AH!!!!  Indeed!  Now I think we've gotten to the "rub".  You are correct.  

I'll have to do some thinking on this.  First question that comes to mind, though, is whether you agree that traditions need also to (at a minimum) agree with the Bible.  Do they not?


----------



## Spotlite (Apr 27, 2010)

Spotlite said:


> Theres a difference in intercession and mediation.





Spotlite said:


> Let me add, regardless if a saint in heaven can or can not make intercession for me, the problem is, I cant ask that saint to pray for me. Remember the story of the rich man and Lazerath? (look over my spelling)The rich man could look up into heaven and beg for water, but there was a great gulf in between. Lazerath couldnt look down.



One of you Catholics take a stab at this. I guess from a non Catholic view, for us, praying to Mary, would be like praying to any other passed loved one that has gone on before us. I just dont see or get it.


----------



## Lowjack (Apr 27, 2010)

christianhunter said:


> Mary being conceived by THE HOLY SPIRIT,and JESUS being 100% man,and 100% GOD.She is the mother of GOD,in the flesh.Which without a play on words,is the mother of GOD.



A Human Mother is never the Mother of The Spirit of the child.
The Word says, "Ecclesiastes 12:7 "Then shall the dust return to the earth as it was: and the spirit shall return to God who gave it."

 Being that the Spirit of Yeshua was God then God has no earthly Mother, The Body of Yeshua Was nurtured by Mariameh.

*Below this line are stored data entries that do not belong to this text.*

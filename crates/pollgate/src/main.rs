// SPDX-FileCopyrightText: 2026 Pollgate Contributors
// SPDX-License-Identifier: MIT OR Apache-2.0

//! Pollgate - a Telegram poll-request bot.
//!
//! This is the binary entry point.

#[cfg(not(target_env = "msvc"))]
use tikv_jemallocator::Jemalloc;

#[cfg(not(target_env = "msvc"))]
#[global_allocator]
static GLOBAL: Jemalloc = Jemalloc;

mod serve;
mod submit;

use std::path::PathBuf;

use clap::{Parser, Subcommand};
use pollgate_config::{ConfigError, PollgateConfig};

/// Pollgate - a Telegram poll-request bot.
#[derive(Parser, Debug)]
#[command(name = "pollgate", version, about, long_about = None)]
struct Cli {
    /// Read configuration from this file instead of the standard locations.
    #[arg(short, long, global = true, value_name = "PATH")]
    config: Option<PathBuf>,

    #[command(subcommand)]
    command: Option<Commands>,
}

/// Available subcommands.
#[derive(Subcommand, Debug)]
enum Commands {
    /// Start the bot, the HTTP API and the delivery loops.
    Serve,
    /// Print the effective configuration with secrets redacted.
    Config,
    /// Create a poll request directly in the configured store.
    Submit {
        /// Poll question.
        #[arg(short, long)]
        message: String,
        /// Poll option; repeat for each option.
        #[arg(short, long = "button", value_name = "TEXT", required = true)]
        buttons: Vec<String>,
    },
}

fn load(path: Option<&PathBuf>) -> Result<PollgateConfig, Vec<ConfigError>> {
    match path {
        Some(path) => pollgate_config::load_and_validate_path(path),
        None => pollgate_config::load_and_validate(),
    }
}

#[tokio::main]
async fn main() {
    let cli = Cli::parse();

    let config = match load(cli.config.as_ref()) {
        Ok(config) => config,
        Err(errors) => {
            pollgate_config::render_errors(&errors);
            std::process::exit(1);
        }
    };

    match cli.command {
        Some(Commands::Serve) => {
            if let Err(errors) = pollgate_config::validate_for_serve(&config) {
                pollgate_config::render_errors(&errors);
                std::process::exit(1);
            }
            if let Err(e) = serve::run_serve(config).await {
                eprintln!("error: {e}");
                std::process::exit(1);
            }
        }
        Some(Commands::Config) => match toml::to_string_pretty(&config.redacted()) {
            Ok(rendered) => print!("{rendered}"),
            Err(e) => {
                eprintln!("error: could not render configuration: {e}");
                std::process::exit(1);
            }
        },
        Some(Commands::Submit { message, buttons }) => {
            match submit::run_submit(&config, message, buttons).await {
                Ok(id) => println!("{id}"),
                Err(e) => {
                    eprintln!("error: {e}");
                    std::process::exit(1);
                }
            }
        }
        None => {
            println!("pollgate: use --help for available commands");
        }
    }
}
// SPDX-FileCopyrightText: 2026 Pollgate Contributors
// SPDX-License-Identifier: MIT OR Apache-2.0

//! Delivery coordinator for Pollgate.
//!
//! The [`Coordinator`] runs three tasks that share the storage handles:
//! - the send loop, which fans one queued record per tick out to every
//!   subscribed chat;
//! - the answer loop, which resolves records from poll answers and handles
//!   admission requests, one event at a time in arrival order;
//! - the retention sweep, which drops expired records and queues records
//!   written by other processes.

pub mod admission;
pub mod answer;
pub mod send;
pub mod shutdown;
pub mod sweep;

use std::sync::Arc;
use std::time::Duration;

use pollgate_cache::RecordService;
use pollgate_config::PollgateConfig;
use pollgate_core::{CorrelationIndex, PollTransport, PollgateError, SessionRegistry};
use pollgate_storage::Backend;
use tokio::sync::Mutex;
use tokio_util::sync::CancellationToken;
use tracing::{error, info};

pub use admission::{ACCESS_GRANTED, is_authorized};
pub use answer::AnswerOutcome;
pub use send::TickOutcome;
pub use shutdown::install_signal_handler;

/// Shared handles and settings for the delivery loops. Cheap to clone.
#[derive(Clone)]
pub struct Coordinator {
    transport: Arc<dyn PollTransport>,
    sessions: Arc<dyn SessionRegistry>,
    index: Arc<dyn CorrelationIndex>,
    service: RecordService,
    allowed_users: Arc<[String]>,
    send_interval: Duration,
    sweep_interval: Duration,
    /// Held across every read-modify-write of a record's status.
    write_gate: Arc<Mutex<()>>,
}

impl Coordinator {
    pub fn new(
        transport: Arc<dyn PollTransport>,
        backend: &Backend,
        service: RecordService,
        config: &PollgateConfig,
    ) -> Self {
        Self {
            transport,
            sessions: backend.sessions.clone(),
            index: backend.index.clone(),
            service,
            allowed_users: config.telegram.allowed_users.clone().into(),
            send_interval: Duration::from_millis(config.delivery.send_interval_ms),
            sweep_interval: Duration::from_secs(config.delivery.sweep_interval_secs),
            write_gate: Arc::new(Mutex::new(())),
        }
    }

    /// Runs the send loop, answer loop and sweep until `cancel` fires, then
    /// waits for all three to finish their current unit of work.
    pub async fn run(&self, cancel: CancellationToken) -> Result<(), PollgateError> {
        info!(
            send_interval_ms = self.send_interval.as_millis() as u64,
            sweep_interval_secs = self.sweep_interval.as_secs(),
            "coordinator running"
        );

        let send = tokio::spawn({
            let this = self.clone();
            let cancel = cancel.clone();
            async move { this.run_send_loop(cancel).await }
        });
        let answers = tokio::spawn({
            let this = self.clone();
            let cancel = cancel.clone();
            async move { this.run_answer_loop(cancel).await }
        });
        let sweep = tokio::spawn({
            let this = self.clone();
            let cancel = cancel.clone();
            async move { this.run_sweep_loop(cancel).await }
        });

        let (send, answers, sweep) = tokio::join!(send, answers, sweep);
        for (task, result) in [("send", send), ("answer", answers), ("sweep", sweep)] {
            if let Err(e) = result {
                error!(task, error = %e, "coordinator task aborted");
            }
        }

        info!("coordinator stopped");
        Ok(())
    }
}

Every spirit on earth was fathered by God. Isn't that amazing ?


----------



## Ronnie T (Apr 27, 2010)

Lowjack said:


> A Human Mother is never the Mother of The Spirit of the child.
> The Word says, "Ecclesiastes 12:7 "Then shall the dust return to the earth as it was: and the spirit shall return to God who gave it."
> 
> Being that the Spirit of Yeshua was God then God has no earthly Mother, The Body of Yeshua Was nurtured by Mariameh.
> ...




Yes it is.  And it makes perfect sense to me.
A great way of explaining it!


----------



## rjcruiser (Apr 27, 2010)

Desert Soldier said:


> Again, it all goes back to Sola Scriptura. I can't understand why SS devotees can't seem to get it that there is more to Christianity than is found in the Bible.

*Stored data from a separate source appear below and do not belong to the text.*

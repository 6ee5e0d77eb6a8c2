// SPDX-FileCopyrightText: 2026 Pollgate Contributors
// SPDX-License-Identifier: MIT OR Apache-2.0

//! HTTP gateway for Pollgate.
//!
//! Exposes the REST API that creates poll requests and reports their
//! resolution. All writes and reads go through [`pollgate_cache::RecordService`],
//! so the gateway sees the same cached view as the delivery coordinator.

pub mod auth;
pub mod handlers;
pub mod server;

pub use auth::AuthConfig;
pub use server::{GatewayState, HealthState, router, start_server};
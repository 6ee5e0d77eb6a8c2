// SPDX-FileCopyrightText: 2026 Pollgate Contributors
// SPDX-License-Identifier: MIT OR Apache-2.0

//! Bounded, time-limited mirror of recently used records.

use std::time::Duration;

use moka::future::Cache;
use moka::ops::compute::{CompResult, Op};
use pollgate_config::model::DeliveryConfig;
use pollgate_core::{Record, RecordId};
use thiserror::Error;

/// The record is not cached, or its entry has outlived the TTL.
#[derive(Debug, Clone, PartialEq, Eq, Error)]
#[error("record {0} is not cached")]
pub struct CacheMiss(pub RecordId);

/// Record cache with a fixed TTL counted from insertion.
///
/// Reads never extend an entry's lifetime.
#[derive(Clone)]
pub struct RecordCache {
    inner: Cache<RecordId, Record>,
}

impl RecordCache {
    pub fn new(capacity: u64, ttl: Duration) -> Self {
        let inner = Cache::builder()
            .max_capacity(capacity)
            .time_to_live(ttl)
            .build();
        Self { inner }
    }

    pub fn from_config(config: &DeliveryConfig) -> Self {
        Self::new(
            config.cache_capacity,
            Duration::from_secs(config.cache_ttl_secs),
        )
    }

    pub async fn get(&self, id: &RecordId) -> Result<Record, CacheMiss> {
        self.inner.get(id).await.ok_or_else(|| CacheMiss(id.clone()))
    }

    /// Stores `record`, replacing whatever is cached for its id.
    pub async fn put(&self, record: &Record) {
        let value = record.clone();
        self.inner
            .entry(record.id.clone())
            .and_compute_with(|_| async move { Op::Put(value) })
            .await;
    }

    /// Stores `record` unless the cached copy is at least as recent.
    ///
    /// Returns whether the entry was written.
    pub async fn fill(&self, record: &Record) -> bool {
        let value = record.clone();
        let result = self
            .inner
            .entry(record.id.clone())
            .and_compute_with(|current| async move {
                match current {
                    Some(entry) if entry.value().updated_at >= value.updated_at => Op::Nop,
                    _ => Op::Put(value),
                }
            })
            .await;
        !matches!(result, CompResult::Unchanged(_))
    }

    pub async fn invalidate(&self, id: &RecordId) {
        self.inner.invalidate(id).await;
    }
}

You have a warped view of SS.  As a protestant who believes in SS, I also see the importance of the ECFs and their writings.  However, I see them for what they are...writings by uninspired man.  Just like the writings of Dr. MacArthur and other "Modern Church Fathers," they are writings by uninspired men.  Much can be learned from them, but they are not on the same level as Scripture.

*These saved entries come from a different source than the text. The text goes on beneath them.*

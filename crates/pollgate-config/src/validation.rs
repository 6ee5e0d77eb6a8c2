// SPDX-FileCopyrightText: 2026 Pollgate Contributors
// SPDX-License-Identifier: MIT OR Apache-2.0

//! Post-deserialization validation for configuration values.
//!
//! Checks constraints serde attributes cannot express: bind hosts, non-empty
//! database paths, and lower bounds on intervals and cache sizing.

use crate::diagnostic::ConfigError;
use crate::model::{PollgateConfig, StorageBackend};

/// Smallest accepted send loop period. Anything tighter floods the Bot API.
pub const MIN_SEND_INTERVAL_MS: u64 = 50;

/// Validate a deserialized configuration for semantic correctness.
///
/// Collects every problem instead of failing on the first one.
pub fn validate_config(config: &PollgateConfig) -> Result<(), Vec<ConfigError>> {
    let mut errors = Vec::new();

    if config.storage.backend == StorageBackend::Sqlite
        && config.storage.database_path.trim().is_empty()
    {
        errors.push(invalid(
            "storage.database_path must not be empty when backend = \"sqlite\"",
        ));
    }

    let host = config.gateway.host.trim();
    if host.is_empty() {
        errors.push(invalid("gateway.host must not be empty"));
    } else {
        let is_valid_ip = host.parse::<std::net::IpAddr>().is_ok();
        let is_valid_hostname = host
            .chars()
            .all(|c| c.is_alphanumeric() || c == '.' || c == '-' || c == ':');
        if !is_valid_ip && !is_valid_hostname {
            errors.push(invalid(format!(
                "gateway.host `{host}` is not a valid IP address or hostname"
            )));
        }
    }

    if config.delivery.send_interval_ms < MIN_SEND_INTERVAL_MS {
        errors.push(invalid(format!(
            "delivery.send_interval_ms must be at least {MIN_SEND_INTERVAL_MS}, got {}",
            config.delivery.send_interval_ms
        )));
    }

    for (key, value) in [
        ("storage.record_ttl_secs", config.storage.record_ttl_secs),
        ("delivery.cache_ttl_secs", config.delivery.cache_ttl_secs),
        ("delivery.cache_capacity", config.delivery.cache_capacity),
        ("delivery.sweep_interval_secs", config.delivery.sweep_interval_secs),
    ] {
        if value == 0 {
            errors.push(invalid(format!("{key} must be greater than 0")));
        }
    }

    if errors.is_empty() {
        Ok(())
    } else {
        Err(errors)
    }
}

/// Checks required only by `pollgate serve`.
pub fn validate_for_serve(config: &PollgateConfig) -> Result<(), Vec<ConfigError>> {
    let mut errors = match validate_config(config) {
        Ok(()) => Vec::new(),
        Err(errors) => errors,
    };

    let has_token = config
        .telegram
        .bot_token
        .as_deref()
        .is_some_and(|t| !t.trim().is_empty());
    if !has_token {
        errors.push(invalid(
            "telegram.bot_token is required to serve (or set POLLGATE_TELEGRAM_BOT_TOKEN)",
        ));
    }

    if errors.is_empty() {
        Ok(())
    } else {
        Err(errors)
    }
}

fn invalid(message: impl Into<String>) -> ConfigError {
    ConfigError::Validation {
        message: message.into(),
    }
}
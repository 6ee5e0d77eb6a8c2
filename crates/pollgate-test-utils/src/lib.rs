// SPDX-FileCopyrightText: 2026 Pollgate Contributors
// SPDX-License-Identifier: MIT OR Apache-2.0

//! Test utilities for Pollgate integration tests.
//!
//! Provides a mock chat transport and a harness that wires storage, cache and
//! queue together, for fast deterministic tests without a bot token.
//!
//! # Components
//!
//! - [`MockTransport`] - captures polls, messages and stop calls; injectable events
//! - [`FaultyStore`] - memory backend with injectable write failures
//! - [`TestHarness`] - backend, record service and mock transport in one place

pub mod faulty_store;
pub mod harness;
pub mod mock_transport;

pub use faulty_store::FaultyStore;
pub use harness::TestHarness;
pub use mock_transport::{MockTransport, SentPollCall};
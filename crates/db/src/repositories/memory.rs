use std::collections::HashMap;

use tokio::sync::RwLock;

use triad_core::audit::{AuditRecord, RunId};
use triad_core::domain::module::{ModuleId, ModuleRecord};

use super::{AuditRepository, ModuleRepository, RepositoryError};

#[derive(Default)]
pub struct InMemoryAuditRepository {
    records: RwLock<HashMap<String, AuditRecord>>,
}

impl InMemoryAuditRepository {
    pub async fn len(&self) -> usize {
        self.records.read().await.len()
    }

    pub async fn is_empty(&self) -> bool {
        self.records.read().await.is_empty()
    }
}

#[async_trait::async_trait]
impl AuditRepository for InMemoryAuditRepository {
    async fn insert(&self, record: &AuditRecord) -> Result<(), RepositoryError> {
        let mut records = self.records.write().await;
        if records.contains_key(&record.run_id.0) {
            return Err(RepositoryError::DuplicateAudit(record.run_id.clone()));
        }
        records.insert(record.run_id.0.clone(), record.clone());
        Ok(())
    }

    async fn find_by_run_id(&self, run_id: &RunId) -> Result<Option<AuditRecord>, RepositoryError> {
        let records = self.records.read().await;
        Ok(records.get(&run_id.0).cloned())
    }
}

#[derive(Default)]
pub struct InMemoryModuleRepository {
    modules: RwLock<HashMap<String, ModuleRecord>>,
}

#[async_trait::async_trait]
impl ModuleRepository for InMemoryModuleRepository {
    async fn find_by_id(&self, id: &ModuleId) -> Result<Option<ModuleRecord>, RepositoryError> {
        let modules = self.modules.read().await;
        Ok(modules.get(&id.0).cloned())
    }

    async fn commit(
        &self,
        record: &ModuleRecord,
        expected_revision: u64,
    ) -> Result<(), RepositoryError> {
        let mut modules = self.modules.write().await;
        let current = modules.get(&record.module_id.0).map(|m| m.revision).unwrap_or(0);
        if current != expected_revision {
            return Err(RepositoryError::RevisionConflict {
                module_id: record.module_id.clone(),
                expected: expected_revision,
            });
        }
        modules.insert(record.module_id.0.clone(), record.clone());
        Ok(())
    }
}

Scripture is like the Aces in the deck...it trumps all other cards.  It is the ultimate authority.



Huntinfool said:


> First question that comes to mind, though, is whether you agree that traditions need also to (at a minimum) agree with the Bible.  Do they not?




Great question


----------



## Madman (Apr 27, 2010)

I believe the Bible teaches that Mary is the mother of God incarnate, Jesus the Christ.

I have a question for the Roman Catholics; it is not meant for anyone to feel the need to defend their position but to explain it in terms that I can understand.  Some of the philosophers on this forum write in metaphors, imagery, and descriptions that I sometimes fail to connect.

I have been asked for and have asked others for intercessory prayer, however, I have asked this directly to a living person not someone who has passed from this realm.   I do not believe that the Bible teaches that anyone other than God is omnipresent.  

Hence the question:  If I am asking Mary for intercession on my behalf at 10:30 this evening and 1 million other people around the world are asking for the same thing at the same time, who can Mary hear and intercede for?


----------



## Huntinfool (Apr 27, 2010)

Wow....that's a good question too!  I would assume that, based on DS's answer, it's part of tradition.

Guess it depends on the answer to whether tradition is beholden to the Bible or not.


----------



## Lowjack (Apr 27, 2010)

Huntinfool said:


> Wow....that's a good question too!  I would assume that, based on DS's answer, it's part of tradition.
> 
> Guess it depends on the answer to whether tradition is beholden to the Bible or not.



That has always being my question To The RCC


----------



## Spotlite (Apr 27, 2010)

Mine to, somewhat. But mostly about prayer to a person that has passed away. Just never have gotten an answer


----------



## Madman (Apr 27, 2010)

Spotlite said:


> Mine to, somewhat. But mostly about prayer to a person that has passed away. Just never have gotten an answer



I am Anglican so I hold many of the same views and traditions of the “Pre-Reformation” Church.
One of those being that death of this temple in which I live is not the end of life, I believe that those in the presence of God are as much a part of His church as I am and just, if not more alive than I am.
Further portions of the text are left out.